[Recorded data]
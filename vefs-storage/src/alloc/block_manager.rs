//! Generic free-id pool over contiguous id ranges.
//!
//! The pool starts out empty; ids become allocatable through `dealloc_*`
//! calls. Free ranges are kept in a map ordered by their last id, so every
//! operation is logarithmic in the number of ranges and adjacent ranges
//! merge on deallocation.

use std::collections::BTreeMap;
use std::marker::PhantomData;

use crate::error::{ErrorKind, Result};
use crate::id::SectorId;
use crate::util::{BitsetMut, BitsetRef};

/// Id types the block manager can hand out.
pub trait BlockIndex: Copy + Eq {
    fn into_raw(self) -> u64;
    fn from_raw(raw: u64) -> Self;
}

impl BlockIndex for u64 {
    fn into_raw(self) -> u64 {
        self
    }

    fn from_raw(raw: u64) -> Self {
        raw
    }
}

impl BlockIndex for SectorId {
    fn into_raw(self) -> u64 {
        self.get()
    }

    fn from_raw(raw: u64) -> Self {
        SectorId::new(raw)
    }
}

/// Free-range pool; see the module docs.
pub struct BlockManager<I: BlockIndex> {
    // last id of the range -> first id of the range, both inclusive
    free: BTreeMap<u64, u64>,
    _marker: PhantomData<I>,
}

impl<I: BlockIndex> Default for BlockManager<I> {
    fn default() -> Self {
        Self::new()
    }
}

impl<I: BlockIndex> BlockManager<I> {
    pub fn new() -> Self {
        BlockManager {
            free: BTreeMap::new(),
            _marker: PhantomData,
        }
    }

    /// Allocates the smallest free id.
    pub fn alloc_one(&mut self) -> Result<I> {
        let (&last, &first) = self
            .free
            .iter()
            .next()
            .ok_or(ErrorKind::ResourceExhausted)?;
        self.free.remove(&last);
        if first < last {
            self.free.insert(last, first + 1);
        }
        Ok(I::from_raw(first))
    }

    /// Fills `ids` front to back; returns how many were served.
    pub fn alloc_multiple(&mut self, ids: &mut [I]) -> Result<usize> {
        let mut served = 0;
        while served < ids.len() {
            match self.alloc_one() {
                Ok(id) => {
                    ids[served] = id;
                    served += 1;
                }
                Err(err) if err.kind() == ErrorKind::ResourceExhausted => break,
                Err(err) => return Err(err),
            }
        }
        Ok(served)
    }

    /// Allocates `num` contiguous ids, returning the first.
    pub fn alloc_contiguous(&mut self, num: u64) -> Result<I> {
        if num == 0 {
            return Err(ErrorKind::InvalidArgument.into());
        }
        let found = self
            .free
            .iter()
            .find(|(&last, &first)| last - first + 1 >= num)
            .map(|(&last, &first)| (last, first));
        let (last, first) = found.ok_or(ErrorKind::ResourceExhausted)?;
        self.free.remove(&last);
        if first + num <= last {
            self.free.insert(last, first + num);
        }
        Ok(I::from_raw(first))
    }

    /// Grows the caller-owned range `[begin, end]` by `num` ids, absorbing
    /// free neighbours. Returns the new begin.
    pub fn extend(&mut self, begin: I, end: I, num: u64) -> Result<I> {
        let begin = begin.into_raw();
        let end = end.into_raw();

        // a free range starting right after `end` is keyed at or above it
        let successor = self
            .free
            .range(end + 1..)
            .next()
            .map(|(&last, &first)| (last, first))
            .filter(|&(_, first)| first == end + 1);

        if let Some((last, first)) = successor {
            let available = last - first + 1;
            if available >= num {
                self.free.remove(&last);
                if available > num {
                    self.free.insert(last, first + num);
                }
                return Ok(I::from_raw(begin));
            }
        }

        let remaining = match successor {
            Some((last, first)) => num - (last - first + 1),
            None => num,
        };
        let predecessor = (begin > 0)
            .then(|| self.free.get(&(begin - 1)).copied())
            .flatten()
            .map(|first| (begin - 1, first));
        if let Some((last, first)) = predecessor {
            if last - first + 1 >= remaining {
                self.free.remove(&last);
                if last - first + 1 > remaining {
                    self.free.insert(last - remaining, first);
                }
                if let Some((succ_last, _)) = successor {
                    self.free.remove(&succ_last);
                }
                return Ok(I::from_raw(last - remaining + 1));
            }
        }

        Err(ErrorKind::ResourceExhausted.into())
    }

    pub fn dealloc_one(&mut self, which: I) -> Result<()> {
        self.dealloc_contiguous(which, 1)
    }

    /// Returns `[first, first + num)` to the pool, merging with adjacent
    /// free ranges.
    pub fn dealloc_contiguous(&mut self, first: I, num: u64) -> Result<()> {
        if num == 0 {
            return Ok(());
        }
        let first = first.into_raw();
        let last = first + num - 1;

        let successor = self
            .free
            .range(last + 1..)
            .next()
            .map(|(&s_last, &s_first)| (s_last, s_first))
            .filter(|&(_, s_first)| s_first == last + 1);
        let predecessor = (first > 0)
            .then(|| self.free.get(&(first - 1)).copied())
            .flatten()
            .map(|p_first| (first - 1, p_first));

        match (predecessor, successor) {
            (Some((p_last, p_first)), Some((s_last, _))) => {
                self.free.remove(&p_last);
                *self.free.get_mut(&s_last).expect("successor present") =
                    p_first;
            }
            (Some((p_last, p_first)), None) => {
                self.free.remove(&p_last);
                self.free.insert(last, p_first);
            }
            (None, Some((s_last, _))) => {
                *self.free.get_mut(&s_last).expect("successor present") =
                    first;
            }
            (None, None) => {
                self.free.insert(last, first);
            }
        }
        Ok(())
    }

    /// Serializes `[begin, begin + num)`: a set bit means allocated.
    pub fn write_to_bitset(
        &self,
        mut bits: BitsetMut<'_>,
        begin: I,
        num: usize,
    ) {
        if num == 0 {
            return;
        }
        bits.set_n(num);
        let begin = begin.into_raw();
        let end = begin + num as u64 - 1;

        for (&last, &first) in self.free.range(begin..) {
            if first > end {
                break;
            }
            let from = first.max(begin) - begin;
            let to = last.min(end) - begin;
            for index in from..=to {
                bits.unset(index as usize);
            }
        }
    }

    /// Rebuilds pool state from a bitset written by [`Self::write_to_bitset`].
    pub fn parse_bitset(
        &mut self,
        bits: &BitsetRef<'_>,
        begin: I,
        num: usize,
    ) -> Result<()> {
        let begin = begin.into_raw();
        let mut run_start: Option<u64> = None;
        for index in 0..num {
            if bits.get(index) {
                if let Some(start) = run_start.take() {
                    self.dealloc_contiguous(
                        I::from_raw(begin + start),
                        index as u64 - start,
                    )?;
                }
            } else if run_start.is_none() {
                run_start = Some(index as u64);
            }
        }
        if let Some(start) = run_start {
            self.dealloc_contiguous(
                I::from_raw(begin + start),
                num as u64 - start,
            )?;
        }
        Ok(())
    }

    pub fn clear(&mut self) {
        self.free.clear();
    }

    /// Absorbs every free id of `other`; overlapping ranges are merged.
    pub fn merge_from(&mut self, other: &mut BlockManager<I>) -> Result<()> {
        for (last, first) in std::mem::take(&mut other.free) {
            let mut cursor = first;
            while cursor <= last {
                // the next range of ours that could overlap [cursor, last]
                let overlap = self
                    .free
                    .range(cursor..)
                    .next()
                    .map(|(&o_last, &o_first)| (o_last, o_first))
                    .filter(|&(_, o_first)| o_first <= last);
                match overlap {
                    None => {
                        self.dealloc_contiguous(
                            I::from_raw(cursor),
                            last - cursor + 1,
                        )?;
                        break;
                    }
                    Some((o_last, o_first)) => {
                        if o_first > cursor {
                            self.dealloc_contiguous(
                                I::from_raw(cursor),
                                o_first - cursor,
                            )?;
                        }
                        cursor = o_last + 1;
                    }
                }
            }
        }
        Ok(())
    }

    /// Absorbs every free id of `other`; ranges must not overlap ours.
    pub fn merge_disjunct(
        &mut self,
        other: &mut BlockManager<I>,
    ) -> Result<()> {
        for (last, first) in std::mem::take(&mut other.free) {
            self.dealloc_contiguous(I::from_raw(first), last - first + 1)?;
        }
        Ok(())
    }

    /// Removes the free range ending right before `end_id`, returning how
    /// many ids it held.
    pub fn trim_ids(&mut self, end_id: I) -> u64 {
        let end_id = end_id.into_raw();
        if end_id == 0 {
            return 0;
        }
        match self.free.remove(&(end_id - 1)) {
            Some(first) => end_id - first,
            None => 0,
        }
    }

    /// Number of distinct free ranges.
    pub fn num_nodes(&self) -> u64 {
        self.free.len() as u64
    }

    pub fn is_empty(&self) -> bool {
        self.free.is_empty()
    }
}

#[cfg(test)]
mod tests {
    use super::*;

    fn manager_with(ranges: &[(u64, u64)]) -> BlockManager<u64> {
        let mut manager = BlockManager::new();
        for &(first, num) in ranges {
            manager.dealloc_contiguous(first, num).unwrap();
        }
        manager
    }

    #[test]
    fn alloc_from_empty_pool_is_exhausted() {
        let mut manager = BlockManager::<u64>::new();
        let err = manager.alloc_one().unwrap_err();
        assert_eq!(err.kind(), ErrorKind::ResourceExhausted);
    }

    #[test]
    fn alloc_prefers_the_lowest_ids() {
        let mut manager = manager_with(&[(10, 3), (2, 2)]);
        assert_eq!(manager.alloc_one().unwrap(), 2);
        assert_eq!(manager.alloc_one().unwrap(), 3);
        assert_eq!(manager.alloc_one().unwrap(), 10);
    }

    #[test]
    fn adjacent_deallocs_merge_into_one_range() {
        let mut manager = manager_with(&[(5, 2), (9, 2)]);
        assert_eq!(manager.num_nodes(), 2);
        manager.dealloc_contiguous(7, 2).unwrap();
        assert_eq!(manager.num_nodes(), 1);
        assert_eq!(manager.alloc_contiguous(6).unwrap(), 5);
    }

    #[test]
    fn contiguous_allocation_skips_small_ranges() {
        let mut manager = manager_with(&[(1, 2), (10, 5)]);
        assert_eq!(manager.alloc_contiguous(4).unwrap(), 10);
        assert_eq!(manager.alloc_one().unwrap(), 1);
    }

    #[test]
    fn extend_prefers_the_trailing_neighbour() {
        let mut manager = manager_with(&[(8, 4)]);
        // caller owns [5, 7]
        assert_eq!(manager.extend(5, 7, 2).unwrap(), 5);
        assert_eq!(manager.alloc_one().unwrap(), 10);
    }

    #[test]
    fn extend_falls_back_to_the_leading_neighbour() {
        let mut manager = manager_with(&[(2, 3)]);
        // caller owns [5, 6]; only the leading neighbour has room
        assert_eq!(manager.extend(5, 6, 2).unwrap(), 3);
        assert_eq!(manager.alloc_one().unwrap(), 2);
        assert!(manager.is_empty());
    }

    #[test]
    fn extend_combines_both_neighbours() {
        let mut manager = manager_with(&[(2, 3), (8, 1)]);
        // caller owns [5, 7]; one id after, the rest before
        assert_eq!(manager.extend(5, 7, 3).unwrap(), 3);
        assert_eq!(manager.alloc_one().unwrap(), 2);
        assert!(manager.is_empty());
    }

    #[test]
    fn bitset_round_trip_preserves_the_pool() {
        let manager = manager_with(&[(1, 4), (8, 2), (15, 1)]);
        let mut raw = [0u8; 2];
        manager.write_to_bitset(BitsetMut::new(&mut raw), 0, 16);

        let mut recovered = BlockManager::<u64>::new();
        recovered
            .parse_bitset(&BitsetRef::new(&raw), 0, 16)
            .unwrap();
        assert_eq!(recovered.num_nodes(), 3);
        assert_eq!(recovered.alloc_contiguous(4).unwrap(), 1);
        assert_eq!(recovered.alloc_contiguous(2).unwrap(), 8);
        assert_eq!(recovered.alloc_one().unwrap(), 15);
        assert!(recovered.is_empty());
    }

    #[test]
    fn merge_from_handles_overlap() {
        let mut manager = manager_with(&[(2, 4)]);
        let mut other = manager_with(&[(4, 6)]);
        manager.merge_from(&mut other).unwrap();
        assert!(other.is_empty());
        assert_eq!(manager.num_nodes(), 1);
        assert_eq!(manager.alloc_contiguous(8).unwrap(), 2);
    }

    #[test]
    fn trim_removes_only_the_tail_range() {
        let mut manager = manager_with(&[(1, 2), (6, 4)]);
        assert_eq!(manager.trim_ids(10), 4);
        assert_eq!(manager.trim_ids(10), 0);
        assert_eq!(manager.num_nodes(), 1);
    }
}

Task description - Reproduce only this range: the first line of the data above through the line with "Err(err) if err.kind()", both included, exactly as written.

Exercise solution -
filename vefs-storage/src/alloc/block_manager.rs
//! Generic free-id pool over contiguous id ranges.
//!
//! The pool starts out empty; ids become allocatable through `dealloc_*`
//! calls. Free ranges are kept in a map ordered by their last id, so every
//! operation is logarithmic in the number of ranges and adjacent ranges
//! merge on deallocation.

use std::collections::BTreeMap;
use std::marker::PhantomData;

use crate::error::{ErrorKind, Result};
use crate::id::SectorId;
use crate::util::{BitsetMut, BitsetRef};

/// Id types the block manager can hand out.
pub trait BlockIndex: Copy + Eq {
    fn into_raw(self) -> u64;
    fn from_raw(raw: u64) -> Self;
}

impl BlockIndex for u64 {
    fn into_raw(self) -> u64 {
        self
    }

    fn from_raw(raw: u64) -> Self {
        raw
    }
}

impl BlockIndex for SectorId {
    fn into_raw(self) -> u64 {
        self.get()
    }

    fn from_raw(raw: u64) -> Self {
        SectorId::new(raw)
    }
}

/// Free-range pool; see the module docs.
pub struct BlockManager<I: BlockIndex> {
    // last id of the range -> first id of the range, both inclusive
    free: BTreeMap<u64, u64>,
    _marker: PhantomData<I>,
}

impl<I: BlockIndex> Default for BlockManager<I> {
    fn default() -> Self {
        Self::new()
    }
}

impl<I: BlockIndex> BlockManager<I> {
    pub fn new() -> Self {
        BlockManager {
            free: BTreeMap::new(),
            _marker: PhantomData,
        }
    }

    /// Allocates the smallest free id.
    pub fn alloc_one(&mut self) -> Result<I> {
        let (&last, &first) = self
            .free
            .iter()
            .next()
            .ok_or(ErrorKind::ResourceExhausted)?;
        self.free.remove(&last);
        if first < last {
            self.free.insert(last, first + 1);
        }
        Ok(I::from_raw(first))
    }

    /// Fills `ids` front to back; returns how many were served.
    pub fn alloc_multiple(&mut self, ids: &mut [I]) -> Result<usize> {
        let mut served = 0;
        while served < ids.len() {
            match self.alloc_one() {
                Ok(id) => {
                    ids[served] = id;
                    served += 1;
                }
                Err(err) if err.kind() == ErrorKind::ResourceExhausted => break,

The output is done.